Comment joue-t-on cet état de sidération éprouvé par votre personnage ?
Maud Wyler : Béatrice vient du documentaire, elle avait huit ans d’interviews et voulait rendre compte de la manière la plus juste possible de la parole de ces femmes qui sont devenues assez proches d’elle. Avec ce personnage, il fallait lâcher prise, il fallait établir un relais entre le conscient et l’inconscient. Il y a un moment où Claire pense que les évènements se sont passés comme ça et puis à un autre moment, elle n’est plus sûre de savoir, de ressentir. Il y a une bascule, quelque chose s’ouvre, comme un vide sous ses pieds, à l’intérieur d’elle. Béatrice à enlevé cette phrase que disait mon personnage, qui évoque La Mouette de Tchekhov : « Il faut m’achever ». Il y avait quelque chose dans le jeu où il fallait ne plus savoir.
Ça n’est pas trop déroutant d’avoir à jouer cet état de flottement ?
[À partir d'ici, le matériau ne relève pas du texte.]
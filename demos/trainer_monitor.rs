use gattsense::{ConnectionParams, DeviceSession, Result, SensorKind};
use std::time::Duration;
use tokio::time::interval;
use tracing::{error, info, warn};

#[tokio::main]
async fn main() -> Result<()> {
    // Initialize logging
    tracing_subscriber::fmt::init();

    info!("🚴 Gattsense Trainer Monitor Example");
    info!("Searching for power meters and smart trainers...");

    let params = ConnectionParams {
        scan_timeout_ms: 8_000,
        ..Default::default()
    };

    let session = DeviceSession::new(SensorKind::PowerTrainer);
    let mut connection = match session.connect_first(&params).await {
        Ok(connection) => {
            info!("✅ Connected to: {}", connection.sensor().name);
            connection
        }
        Err(e) => {
            error!("❌ Failed to connect to trainer: {}", e);
            return Err(e);
        }
    };

    let state = session.shared_state();
    let display = tokio::spawn(async move {
        let mut ticker = interval(Duration::from_secs(2));
        loop {
            ticker.tick().await;
            let state = state.read().await.clone();

            println!("\n📊 {}", state.name.as_deref().unwrap_or("Trainer"));
            println!("┌─────────────────────────────────────────┐");
            println!("│ Power:      {:>8?} W", state.power);
            println!("│ Bike power: {:>8?} W", state.instantaneous_power);
            println!(
                "│ Speed:      {:>8.2} km/h",
                state.speed.map_or(0.0, |s| f32::from(s) / 100.0)
            );
            println!(
                "│ Cadence:    {:>8.1} rpm",
                state.cadence.map_or(0.0, |c| f32::from(c) / 2.0)
            );
            if let Some(crank) = state.crank {
                println!("│ Crank revs: {:>8}", crank.revolutions);
            }
            if let Some(distance) = state.total_distance {
                println!("│ Distance:   {:>8} m", distance.meters());
            }
            println!("└─────────────────────────────────────────┘");
        }
    });

    let monitoring = async {
        loop {
            match session.run(&mut connection).await {
                Ok(()) => break,
                Err(e) if e.is_recoverable() => warn!("⏳ {}, is the trainer pedalled?", e),
                Err(e) if e.is_connection_error() => {
                    error!("❌ Lost connection to trainer: {}", e);
                    break;
                }
                Err(e) => {
                    warn!("❌ Notification stream failed: {}", e);
                    break;
                }
            }
        }
    };

    tokio::select! {
        () = monitoring => {}
        _ = tokio::signal::ctrl_c() => info!("Stopping..."),
    }

    display.abort();

    info!("🔌 Disconnecting...");
    if let Err(e) = connection.disconnect().await {
        error!("❌ Failed to disconnect: {}", e);
    } else {
        info!("✅ Disconnected successfully");
    }

    Ok(())
}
Maud Wyler : Si, parce que tu plonges dans quelque chose d’assez inconscient et donc tu en arrives très vite à tes propres résonances intimes. Tu te retrouves à avoir de nouvelles vibrations, à ressentir les indices de choses assez secrètes qui ne sont pas évidentes à analyser. Peut être que les gens qui font de la méditation explorent cette zone-là. Ne pas savoir, est déjà quelque chose que j’aimais dans le jeu, c’est mon sel. C’est l’endroit ou ça s’invente, ça écoute, c’est trop agréable. Là, je pouvais le faire d’autant plus qu’il y avait de la bienveillance. Le film envisage la maternité comme un choix et non comme un instinct. La question se pose et n’est pas résolue. Ce grand truc naturel où on te dit que quand tu deviens mère tu sens ton instinct. Pardon, mais quand tout à coup tu as une petite personne à côté de toi, tu dois la rencontrer parce que tu ne sais rien d’elle. L’enfant est peut être plus proche d’un instinct primaire. Mais toi, à l’âge que tu as, tu es déjà rodée à l’exercice du rapport social. La rencontre a lieu et elle est plus ou moins heureuse. Le féminisme permet de dire que ce n’est pas
une évidence. C’est une chose assez neuve, ça concerne la toute jeune génération. Avec mon métier, je fais l’exercice d’éprouver d’autres subjectivités que la mienne, de prendre d’autres prismes.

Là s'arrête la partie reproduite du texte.